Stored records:
- - - - - - -

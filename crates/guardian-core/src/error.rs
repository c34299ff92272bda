//! Error types for Expense Guardian

use thiserror::Error;

#[derive(Error, Debug)]
pub enum Error {
    /// Out-of-contract input: negative amount, out-of-range score,
    /// unscored record handed to the aggregator.
    #[error("Invalid input: {0}")]
    InvalidInput(String),

    #[error("Invalid policy: {0}")]
    InvalidPolicy(String),

    #[error("IO error: {0}")]
    Io(#[from] std::io::Error),

    #[error("JSON error: {0}")]
    Json(#[from] serde_json::Error),

    #[error("Regex error: {0}")]
    Regex(#[from] regex::Error),
}

pub type Result<T> = std::result::Result<T, Error>;
//! Spend aggregation and forecast
//!
//! Rolls a session history up into per-category totals, a flagged-expense
//! count, and a monthly projection. The forecast is a linear heuristic,
//! average daily spend times the forecast horizon, with no seasonality or
//! trend modeling.

use std::collections::{BTreeMap, HashSet};

use serde::{Deserialize, Serialize};
use tracing::debug;

use crate::error::{Error, Result};
use crate::models::{Category, Receipt};
use crate::policy::ForecastConfig;
use crate::rules::MAX_SCORE;

/// Spend attributed to one category
#[derive(Debug, Clone, PartialEq, Serialize, Deserialize)]
pub struct CategoryTotal {
    pub category: Category,
    pub amount: f64,
    /// Fraction of total spend (0.0-1.0)
    pub share: f64,
}

/// Aggregated view over a receipt history
#[derive(Debug, Clone, PartialEq, Serialize, Deserialize)]
pub struct SpendReport {
    pub receipt_count: usize,
    pub total_spend: f64,
    pub total_by_category: BTreeMap<Category, f64>,
    /// Records whose recommendation is not Auto-Approve
    pub flagged_count: usize,
    /// Spend held in review or rejected
    pub flagged_amount: f64,
    pub distinct_days: usize,
    pub average_daily_spend: f64,
    pub forecast_days: u32,
    pub forecast_month: f64,
    pub highest_category: Option<Category>,
    /// Largest categories first
    pub top_categories: Vec<CategoryTotal>,
}

impl SpendReport {
    /// Total for one category (zero when it never appeared)
    pub fn category_total(&self, category: Category) -> f64 {
        self.total_by_category.get(&category).copied().unwrap_or(0.0)
    }
}

/// Aggregate with the default forecast settings
pub fn aggregate(history: &[Receipt]) -> Result<SpendReport> {
    aggregate_with(history, &ForecastConfig::default())
}

/// Aggregate a scored history
///
/// Fails on unscored records and on out-of-range scores or amounts. An
/// empty history yields an all-zero report.
pub fn aggregate_with(history: &[Receipt], config: &ForecastConfig) -> Result<SpendReport> {
    let mut total_by_category: BTreeMap<Category, f64> = BTreeMap::new();
    let mut days = HashSet::new();
    let mut total_spend = 0.0;
    let mut flagged_count = 0;
    let mut flagged_amount = 0.0;

    for (idx, receipt) in history.iter().enumerate() {
        let recommendation = match (receipt.risk_score, receipt.recommendation) {
            (Some(score), Some(_)) if score > MAX_SCORE => {
                return Err(Error::InvalidInput(format!(
                    "receipt #{} ({}) has risk score {} outside 0-{}",
                    idx, receipt.vendor, score, MAX_SCORE
                )))
            }
            (Some(_), Some(rec)) => rec,
            _ => {
                return Err(Error::InvalidInput(format!(
                    "receipt #{} ({}) has not been scored",
                    idx, receipt.vendor
                )))
            }
        };
        receipt.validate()?;

        *total_by_category.entry(receipt.category).or_insert(0.0) += receipt.amount;
        total_spend += receipt.amount;
        days.insert(receipt.date);

        if recommendation.is_flagged() {
            flagged_count += 1;
            flagged_amount += receipt.amount;
        }
    }

    // Zero or one day of history: the total is the daily figure
    let average_daily_spend = if days.len() <= 1 {
        total_spend
    } else {
        total_spend / days.len() as f64
    };
    let forecast_month = average_daily_spend * config.days as f64;

    let mut ranked: Vec<CategoryTotal> = total_by_category
        .iter()
        .map(|(category, amount)| CategoryTotal {
            category: *category,
            amount: *amount,
            share: if total_spend > 0.0 {
                amount / total_spend
            } else {
                0.0
            },
        })
        .collect();
    // Stable sort keeps category order for ties
    ranked.sort_by(|a, b| {
        b.amount
            .partial_cmp(&a.amount)
            .unwrap_or(std::cmp::Ordering::Equal)
    });

    let highest_category = ranked.first().map(|c| c.category);
    ranked.truncate(config.top_categories);

    debug!(
        receipts = history.len(),
        days = days.len(),
        total_spend,
        forecast_month,
        "Aggregated spend history"
    );

    Ok(SpendReport {
        receipt_count: history.len(),
        total_spend,
        total_by_category,
        flagged_count,
        flagged_amount,
        distinct_days: days.len(),
        average_daily_spend,
        forecast_days: config.days,
        forecast_month,
        highest_category,
        top_categories: ranked,
    })
}
//! Domain models for Expense Guardian

use chrono::NaiveDate;
use serde::{Deserialize, Serialize};
use tracing::warn;

use crate::error::{Error, Result};

/// Expense category
///
/// The set is closed: names the extractor produces that do not map onto one of
/// these variants fall back to [`Category::Other`].
#[derive(Debug, Clone, Copy, PartialEq, Eq, PartialOrd, Ord, Hash, Serialize, Deserialize)]
#[serde(from = "String", into = "String")]
pub enum Category {
    Travel,
    Meals,
    OfficeSupplies,
    Software,
    Entertainment,
    Other,
}

impl Category {
    pub fn as_str(&self) -> &'static str {
        match self {
            Self::Travel => "Travel",
            Self::Meals => "Meals",
            Self::OfficeSupplies => "Office Supplies",
            Self::Software => "Software",
            Self::Entertainment => "Entertainment",
            Self::Other => "Other",
        }
    }

    /// Get all categories
    pub fn all() -> &'static [Category] {
        &[
            Self::Travel,
            Self::Meals,
            Self::OfficeSupplies,
            Self::Software,
            Self::Entertainment,
            Self::Other,
        ]
    }

    /// Map a free-form category name onto the closed set, if it is recognized
    ///
    /// Matching ignores case, spaces, `_` and `-`, and accepts the synonyms
    /// extractors commonly emit ("Dining", "Airfare", "Subscriptions", ...).
    pub fn from_name(name: &str) -> Option<Self> {
        let key: String = name
            .chars()
            .filter(|c| c.is_alphanumeric())
            .flat_map(char::to_lowercase)
            .collect();

        match key.as_str() {
            "travel" | "airfare" | "flights" | "lodging" | "hotel" | "transport"
            | "transportation" => Some(Self::Travel),
            "meals" | "meal" | "dining" | "food" | "restaurant" | "restaurants" => {
                Some(Self::Meals)
            }
            "officesupplies" | "office" | "supplies" => Some(Self::OfficeSupplies),
            "software" | "subscriptions" | "saas" => Some(Self::Software),
            "entertainment" => Some(Self::Entertainment),
            "other" | "misc" | "miscellaneous" | "uncategorized" => Some(Self::Other),
            _ => None,
        }
    }

    /// Like [`Category::from_name`], falling back to `Other`
    pub fn parse_lossy(name: &str) -> Self {
        Self::from_name(name).unwrap_or_else(|| {
            warn!(category = name, "Unknown category, using Other");
            Self::Other
        })
    }
}

impl std::str::FromStr for Category {
    type Err = String;

    fn from_str(s: &str) -> std::result::Result<Self, Self::Err> {
        Self::from_name(s).ok_or_else(|| format!("Unknown category: {}", s))
    }
}

impl From<String> for Category {
    fn from(name: String) -> Self {
        Self::parse_lossy(&name)
    }
}

impl From<Category> for String {
    fn from(category: Category) -> Self {
        category.as_str().to_string()
    }
}

impl std::fmt::Display for Category {
    fn fmt(&self, f: &mut std::fmt::Formatter<'_>) -> std::fmt::Result {
        write!(f, "{}", self.as_str())
    }
}

/// Approval recommendation derived from a risk score
#[derive(Debug, Clone, Copy, PartialEq, Eq, Hash, Serialize, Deserialize)]
pub enum Recommendation {
    #[serde(rename = "Auto-Approve")]
    AutoApprove,
    #[serde(rename = "Manual-Review")]
    ManualReview,
    #[serde(rename = "Auto-Reject")]
    AutoReject,
}

impl Recommendation {
    pub fn as_str(&self) -> &'static str {
        match self {
            Self::AutoApprove => "Auto-Approve",
            Self::ManualReview => "Manual-Review",
            Self::AutoReject => "Auto-Reject",
        }
    }

    /// Anything other than auto-approval counts as flagged
    pub fn is_flagged(&self) -> bool {
        !matches!(self, Self::AutoApprove)
    }
}

impl std::str::FromStr for Recommendation {
    type Err = String;

    fn from_str(s: &str) -> std::result::Result<Self, Self::Err> {
        match s.to_lowercase().replace(['_', ' '], "-").as_str() {
            "auto-approve" => Ok(Self::AutoApprove),
            "manual-review" => Ok(Self::ManualReview),
            "auto-reject" => Ok(Self::AutoReject),
            _ => Err(format!("Unknown recommendation: {}", s)),
        }
    }
}

impl std::fmt::Display for Recommendation {
    fn fmt(&self, f: &mut std::fmt::Formatter<'_>) -> std::fmt::Result {
        write!(f, "{}", self.as_str())
    }
}

/// Structured record handed over by the extraction step
#[derive(Debug, Clone, PartialEq, Serialize, Deserialize)]
pub struct ReceiptInput {
    pub vendor: String,
    pub amount: f64,
    pub category: String,
    /// Transaction date, when the extractor found one
    #[serde(default)]
    pub date: Option<NaiveDate>,
    /// Opaque reference to the source image, never interpreted
    #[serde(default)]
    pub image_ref: Option<String>,
}

/// A receipt record
///
/// Scoring fields stay `None`/empty until the record has been evaluated.
/// Records are never edited after scoring; re-scoring builds a new one.
#[derive(Debug, Clone, PartialEq, Serialize, Deserialize)]
pub struct Receipt {
    pub vendor: String,
    /// Non-negative amount in the single configured currency
    pub amount: f64,
    pub category: Category,
    pub date: NaiveDate,
    #[serde(default)]
    pub image_ref: Option<String>,
    /// 0-100, absent until evaluated
    #[serde(default)]
    pub risk_score: Option<u32>,
    /// Labels of the rules that fired, in rule-definition order
    #[serde(default)]
    pub flags: Vec<String>,
    #[serde(default)]
    pub recommendation: Option<Recommendation>,
}

impl Receipt {
    /// Build an unscored record from extraction output
    ///
    /// `fallback_date` is used when the extractor did not supply a date.
    pub fn from_input(input: ReceiptInput, fallback_date: NaiveDate) -> Result<Self> {
        let vendor = input.vendor.trim().to_string();
        validate_vendor(&vendor)?;
        validate_amount(input.amount)?;

        Ok(Self {
            vendor,
            amount: input.amount,
            category: Category::parse_lossy(&input.category),
            date: input.date.unwrap_or(fallback_date),
            image_ref: input.image_ref,
            risk_score: None,
            flags: Vec::new(),
            recommendation: None,
        })
    }

    /// Whether both the score and the recommendation have been computed
    pub fn is_scored(&self) -> bool {
        self.risk_score.is_some() && self.recommendation.is_some()
    }

    /// A copy of this record carrying the given scoring results
    pub(crate) fn scored(
        &self,
        risk_score: u32,
        flags: Vec<String>,
        recommendation: Recommendation,
    ) -> Self {
        Self {
            risk_score: Some(risk_score),
            flags,
            recommendation: Some(recommendation),
            ..self.clone()
        }
    }

    /// Same extracted fields with scoring cleared
    pub fn unscored(&self) -> Self {
        Self {
            risk_score: None,
            flags: Vec::new(),
            recommendation: None,
            ..self.clone()
        }
    }

    /// Check the extracted fields are within contract
    pub fn validate(&self) -> Result<()> {
        validate_vendor(&self.vendor)?;
        validate_amount(self.amount)
    }
}

fn validate_vendor(vendor: &str) -> Result<()> {
    if vendor.trim().is_empty() {
        return Err(Error::InvalidInput("vendor must not be empty".into()));
    }
    Ok(())
}

fn validate_amount(amount: f64) -> Result<()> {
    if !amount.is_finite() {
        return Err(Error::InvalidInput(format!(
            "amount must be a finite number, got {}",
            amount
        )));
    }
    if amount < 0.0 {
        return Err(Error::InvalidInput(format!(
            "amount must be non-negative, got {:.2}",
            amount
        )));
    }
    Ok(())
}

#[cfg(test)]
mod tests {
    use super::*;

    fn date() -> NaiveDate {
        NaiveDate::from_ymd_opt(2024, 3, 15).unwrap()
    }

    fn input(vendor: &str, amount: f64, category: &str) -> ReceiptInput {
        ReceiptInput {
            vendor: vendor.to_string(),
            amount,
            category: category.to_string(),
            date: None,
            image_ref: None,
        }
    }

    #[test]
    fn test_category_from_name() {
        assert_eq!(Category::from_name("Travel"), Some(Category::Travel));
        assert_eq!(
            Category::from_name("office supplies"),
            Some(Category::OfficeSupplies)
        );
        assert_eq!(
            Category::from_name("OFFICE_SUPPLIES"),
            Some(Category::OfficeSupplies)
        );
        assert_eq!(Category::from_name("Dining"), Some(Category::Meals));
        assert_eq!(Category::from_name("Client Gifts"), None);
    }

    #[test]
    fn test_unknown_category_maps_to_other() {
        assert_eq!(Category::parse_lossy("Groceries"), Category::Other);
        assert!("Groceries".parse::<Category>().is_err());

        let category: Category = serde_json::from_str("\"Client Gifts\"").unwrap();
        assert_eq!(category, Category::Other);
    }

    #[test]
    fn test_category_serializes_display_name() {
        let json = serde_json::to_string(&Category::OfficeSupplies).unwrap();
        assert_eq!(json, "\"Office Supplies\"");
    }

    #[test]
    fn test_recommendation_names() {
        assert_eq!(
            serde_json::to_string(&Recommendation::ManualReview).unwrap(),
            "\"Manual-Review\""
        );
        assert_eq!(
            "auto_reject".parse::<Recommendation>().unwrap(),
            Recommendation::AutoReject
        );
        assert!(!Recommendation::AutoApprove.is_flagged());
        assert!(Recommendation::ManualReview.is_flagged());
        assert!(Recommendation::AutoReject.is_flagged());
    }

    #[test]
    fn test_from_input_uses_fallback_date() {
        let receipt = Receipt::from_input(input("  ACME  ", 12.5, "Meals"), date()).unwrap();
        assert_eq!(receipt.vendor, "ACME");
        assert_eq!(receipt.date, date());
        assert_eq!(receipt.category, Category::Meals);
        assert!(!receipt.is_scored());
        assert!(receipt.flags.is_empty());
    }

    #[test]
    fn test_from_input_keeps_extracted_date() {
        let mut raw = input("ACME", 10.0, "Travel");
        raw.date = NaiveDate::from_ymd_opt(2024, 1, 2);
        let receipt = Receipt::from_input(raw, date()).unwrap();
        assert_eq!(receipt.date, NaiveDate::from_ymd_opt(2024, 1, 2).unwrap());
    }

    #[test]
    fn test_from_input_rejects_negative_amount() {
        let err = Receipt::from_input(input("ACME", -1.0, "Travel"), date()).unwrap_err();
        assert!(matches!(err, Error::InvalidInput(_)));
    }

    #[test]
    fn test_from_input_rejects_empty_vendor() {
        let err = Receipt::from_input(input("   ", 1.0, "Travel"), date()).unwrap_err();
        assert!(matches!(err, Error::InvalidInput(_)));
    }

    #[test]
    fn test_from_input_rejects_nan() {
        assert!(Receipt::from_input(input("ACME", f64::NAN, "Travel"), date()).is_err());
    }

    #[test]
    fn test_scored_leaves_original_untouched() {
        let receipt = Receipt::from_input(input("ACME", 1500.0, "Travel"), date()).unwrap();
        let scored = receipt.scored(
            40,
            vec!["High amount".into()],
            Recommendation::ManualReview,
        );

        assert!(scored.is_scored());
        assert!(!receipt.is_scored());
        assert_eq!(scored.unscored(), receipt);
    }
}
//! Document index and cache tests.

use std::sync::Arc;

use lexis::hir::{DocumentCache, DocumentIndex, OutlineNode, SymbolKind};

use crate::helpers::source_fixtures::NESTED_MODULES;

fn outline_names(nodes: &[OutlineNode]) -> Vec<String> {
    nodes.iter().map(|n| n.symbol.name.to_string()).collect()
}

#[test]
fn test_same_version_is_identical_even_with_new_text() {
    let mut cache = DocumentCache::new();
    let first = cache.get("file:///a.rs", 7, "fn before() {}");
    let second = cache.get("file:///a.rs", 7, "fn after() {}");

    assert!(Arc::ptr_eq(&first, &second));
    assert_eq!(second.text(), "fn before() {}");
}

#[test]
fn test_documents_are_cached_independently() {
    let mut cache = DocumentCache::new();
    let a = cache.get("a", 1, "fn a() {}");
    let b = cache.get("b", 1, "fn b() {}");
    assert!(!Arc::ptr_eq(&a, &b));
    assert_eq!(cache.len(), 2);

    cache.evict("a");
    let a_again = cache.get("a", 1, "fn a() {}");
    assert!(!Arc::ptr_eq(&a, &a_again));
    assert!(Arc::ptr_eq(&b, &cache.get("b", 1, "")));
}

#[test]
fn test_outline_follows_containers() {
    let doc = DocumentIndex::build("file:///n.rs", 1, NESTED_MODULES);
    let outline = doc.outline();

    assert_eq!(outline_names(outline), vec!["network", "main"]);
    let network = &outline[0];
    assert_eq!(outline_names(&network.children), vec!["Connection", "open", "tls"]);
    let tls = &network.children[2];
    assert_eq!(tls.children[0].symbol.kind, SymbolKind::Interface);
    assert_eq!(tls.children[0].children[0].symbol.name.as_ref(), "handshake");
}

#[test]
fn test_flat_list_and_name_lookup() {
    let doc = DocumentIndex::build("file:///n.rs", 1, NESTED_MODULES);
    assert_eq!(doc.symbols().len(), 7);
    assert_eq!(doc.symbols_named("Connection").len(), 1);
    assert_eq!(doc.symbols_named("Connection")[0].kind, SymbolKind::Struct);
    assert!(doc.symbols_named("addr").is_empty());
}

- - - - - - -

> Activity
Up to and including the line with "Out-of-contract input: negative", write out the records above exactly, starting from their first line.

> Problem solution
filename crates/guardian-core/src/error.rs
repository c34299ff92272bda
//! Error types for Expense Guardian

use thiserror::Error;

#[derive(Error, Debug)]
pub enum Error {
    /// Out-of-contract input: negative amount, out-of-range score,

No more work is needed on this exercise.